Reflexive scepticism and familiar ethnographic objects: finding something to say in the network  
David Leitner (Cañada College)

Paper short abstract:

At stake in a sceptical anthropology might be the degrees to which scepticism is either oppositional or reflexive. When anthropologists study people occupying cognate social spaces in the societies from which anthropologists emerge, can they simultaneously apply methodological ‘disbelief’ to anthropologist’s and informant’s explanations and still claim to ‘know’ something?

Paper long abstract:

At stake in a sceptical anthropology might be the degrees to which scepticism can be either an oppositional stance or a reflexive practice.
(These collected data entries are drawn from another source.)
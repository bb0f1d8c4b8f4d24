// Copyright (C) 2025 SyncMyOrders Sp. z o.o.
// SPDX-License-Identifier: AGPL-3.0-or-later
//! In-process execution backend.
//!
//! "Builds" by mounting the callable's handler under a generated URL and runs
//! invocations on the blocking pool. Counts build requests, which makes it
//! the stub backend for idempotence and concurrency tests.

use async_trait::async_trait;
use std::collections::HashMap;
use std::sync::Arc;
use std::sync::atomic::{AtomicUsize, Ordering};
use tokio::sync::Mutex;
use tracing::{debug, info};

use super::traits::*;
use crate::descriptor::{DeploymentState, FunctionIdentity};
use crate::invocation::{Handler, Invocation, InvocationOutput};

/// A mounted deployment.
#[derive(Debug, Clone)]
struct LocalDeployment {
    identity: FunctionIdentity,
    handler: Option<Handler>,
}

/// In-process backend.
pub struct LocalBackend {
    app_name: String,
    domain: String,
    deployments: Arc<Mutex<HashMap<String, LocalDeployment>>>,
    statuses: Arc<Mutex<HashMap<FunctionIdentity, DeploymentState>>>,
    units: Arc<Mutex<Vec<DeploymentUnit>>>,
    builds: AtomicUsize,
    invocations: AtomicUsize,
    /// Optional delay to simulate build time (in milliseconds)
    pub build_delay_ms: u64,
    /// If true, builds report failure
    pub fail_builds: bool,
    /// If true, builds never finish. Useful for testing timeouts and cancellation.
    pub never_complete: bool,
}

impl Default for LocalBackend {
    fn default() -> Self {
        Self::new("fc_app")
    }
}

impl LocalBackend {
    /// Create a backend that routes under `app_name`.
    pub fn new(app_name: impl Into<String>) -> Self {
        Self {
            app_name: app_name.into(),
            domain: "fncloud.local".to_string(),
            deployments: Arc::new(Mutex::new(HashMap::new())),
            statuses: Arc::new(Mutex::new(HashMap::new())),
            units: Arc::new(Mutex::new(Vec::new())),
            builds: AtomicUsize::new(0),
            invocations: AtomicUsize::new(0),
            build_delay_ms: 0,
            fail_builds: false,
            never_complete: false,
        }
    }

    /// Create a backend whose builds fail.
    pub fn failing() -> Self {
        Self {
            fail_builds: true,
            ..Self::default()
        }
    }

    /// Create a backend whose builds never complete.
    pub fn never_completing() -> Self {
        Self {
            never_complete: true,
            ..Self::default()
        }
    }

    pub fn with_build_delay_ms(mut self, delay_ms: u64) -> Self {
        self.build_delay_ms = delay_ms;
        self
    }

    pub fn with_domain(mut self, domain: impl Into<String>) -> Self {
        self.domain = domain.into();
        self
    }

    /// Number of build requests received.
    pub fn build_count(&self) -> usize {
        self.builds.load(Ordering::SeqCst)
    }

    /// Number of invocations served.
    pub fn invocation_count(&self) -> usize {
        self.invocations.load(Ordering::SeqCst)
    }

    /// Units received so far, in order.
    pub async fn deployed_units(&self) -> Vec<DeploymentUnit> {
        self.units.lock().await.clone()
    }

    /// Overwrite the state reported for `identity`, as if the platform had
    /// torn the deployment down.
    pub async fn set_status(&self, identity: &FunctionIdentity, state: DeploymentState) {
        self.statuses.lock().await.insert(identity.clone(), state);
    }

    fn url_for(&self, unit: &DeploymentUnit) -> String {
        format!("https://{}--{}.{}", self.app_name, unit.route, self.domain)
    }
}

#[async_trait]
impl ExecutionBackend for LocalBackend {
    fn backend_type(&self) -> &'static str {
        "local"
    }

    async fn build_and_deploy(&self, unit: &DeploymentUnit) -> Result<BuildOutcome> {
        self.builds.fetch_add(1, Ordering::SeqCst);
        self.units.lock().await.push(unit.clone());
        self.statuses
            .lock()
            .await
            .insert(unit.identity.clone(), DeploymentState::Building);

        debug!(
            identity = %unit.identity,
            requirements = unit.dependencies.len(),
            memory = unit.runtime.memory,
            "Local build started"
        );

        if self.never_complete {
            std::future::pending::<()>().await;
        }
        if self.build_delay_ms > 0 {
            tokio::time::sleep(std::time::Duration::from_millis(self.build_delay_ms)).await;
        }

        let url = self.url_for(unit);
        if self.fail_builds {
            self.statuses
                .lock()
                .await
                .insert(unit.identity.clone(), DeploymentState::Failed);
            return Ok(BuildOutcome {
                url,
                status: BuildStatus::Failed,
                message: Some(format!("simulated build failure for {}", unit.route)),
            });
        }

        self.deployments.lock().await.insert(
            url.clone(),
            LocalDeployment {
                identity: unit.identity.clone(),
                handler: unit.callable.handler.clone(),
            },
        );
        self.statuses
            .lock()
            .await
            .insert(unit.identity.clone(), DeploymentState::Active);

        info!(identity = %unit.identity, url = %url, "Local deployment ready");
        Ok(BuildOutcome {
            url,
            status: BuildStatus::Ready,
            message: None,
        })
    }

    async fn get_status(&self, identity: &FunctionIdentity) -> Result<DeploymentState> {
        Ok(self
            .statuses
            .lock()
            .await
            .get(identity)
            .copied()
            .unwrap_or(DeploymentState::Unconfigured))
    }

    async fn invoke(
        &self,
        url: &str,
        _token: &str,
        invocation: &Invocation,
    ) -> Result<InvocationOutput> {
        let deployment = self
            .deployments
            .lock()
            .await
            .get(url)
            .cloned()
            .ok_or_else(|| BackendError::NotFound(url.to_string()))?;

        let handler = deployment.handler.ok_or_else(|| {
            BackendError::InvocationFailed(format!(
                "deployment {} has no in-process entry point",
                deployment.identity
            ))
        })?;

        self.invocations.fetch_add(1, Ordering::SeqCst);
        let invocation = invocation.clone();
        tokio::task::spawn_blocking(move || handler.call(invocation))
            .await
            .map_err(|e| BackendError::InvocationFailed(e.to_string()))?
            .map_err(|e| BackendError::InvocationFailed(e.to_string()))
    }
}

#[cfg(test)]
mod tests {
    use super::*;
    use crate::config::Settings;
    use crate::dependency::DependencySet;
    use crate::descriptor::{FunctionDescriptor, FunctionSpec};
    use serde_json::json;

    fn unit(handler: Option<Handler>) -> DeploymentUnit {
        let spec = FunctionSpec::new("demo", "double", "fn double(x: i64) -> i64 { x * 2 }");
        let descriptor = FunctionDescriptor::from_spec(&spec);
        let runtime = descriptor.config.resolve(&Settings::default());
        DeploymentUnit::new(&descriptor, DependencySet::new(), runtime, handler)
    }

    fn double_handler() -> Handler {
        Handler::new(|inv| {
            let x: i64 = inv.arg("x")?;
            InvocationOutput::value(&(x * 2))
        })
    }

    #[tokio::test]
    async fn test_build_then_invoke() {
        let backend = LocalBackend::default();
        let unit = unit(Some(double_handler()));

        let outcome = backend.build_and_deploy(&unit).await.unwrap();
        assert_eq!(outcome.status, BuildStatus::Ready);
        assert_eq!(
            outcome.url,
            format!("https://fc_app--demo-double-{}.fncloud.local", unit.identity)
        );
        assert_eq!(
            backend.get_status(&unit.identity).await.unwrap(),
            DeploymentState::Active
        );

        let mut args = serde_json::Map::new();
        args.insert("x".to_string(), json!(21));
        let output = backend
            .invoke(&outcome.url, "token", &Invocation::new(args))
            .await
            .unwrap();
        assert_eq!(output.result, json!(42));
        assert_eq!(backend.build_count(), 1);
        assert_eq!(backend.invocation_count(), 1);
    }

    #[tokio::test]
    async fn test_failing_backend_reports_failed_status() {
        let backend = LocalBackend::failing();
        let unit = unit(None);

        let outcome = backend.build_and_deploy(&unit).await.unwrap();
        assert_eq!(outcome.status, BuildStatus::Failed);
        assert!(outcome.message.unwrap().contains("simulated build failure"));
        assert_eq!(
            backend.get_status(&unit.identity).await.unwrap(),
            DeploymentState::Failed
        );
    }

    #[tokio::test]
    async fn test_invoke_unknown_url() {
        let backend = LocalBackend::default();
        let result = backend
            .invoke("https://nowhere", "token", &Invocation::default())
            .await;
        assert!(matches!(result, Err(BackendError::NotFound(_))));
    }

    #[tokio::test]
    async fn test_handler_errors_surface() {
        let backend = LocalBackend::default();
        let unit = unit(Some(double_handler()));
        let outcome = backend.build_and_deploy(&unit).await.unwrap();

        let result = backend
            .invoke(&outcome.url, "token", &Invocation::default())
            .await;
        match result {
            Err(BackendError::InvocationFailed(message)) => {
                assert!(message.contains("missing argument `x`"))
            }
            other => panic!("unexpected: {other:?}"),
        }
    }
}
Does the sceptical anthropologist only apply methodological 'disbelief' to informant's/other's statements, explanations, and terms of analysis, or can she hold her own terms and explanations to the same fire and still claim to 'know' something? The question gains sharper relief when anthropologists study 'familiar' informants, ones who occupy cognate social spaces to anthropologists in the societies from which anthropologists emerge.

In this paper I reflect on my experiences studying the ways inhabitants of the Cambridge biocluster use 'networks' and 'networking' as explanations for social, economic and creative phenomena. I reflect on how a seemingly uniform metaphor of 'network' is deployed in fluid and manifold ways, the implications of the direct and indirect anthropological roots (among others) of this metaphor, and the problems posed when informants (who are equally capable of treating the anthropologist sceptically) present seemingly familiar social explanations.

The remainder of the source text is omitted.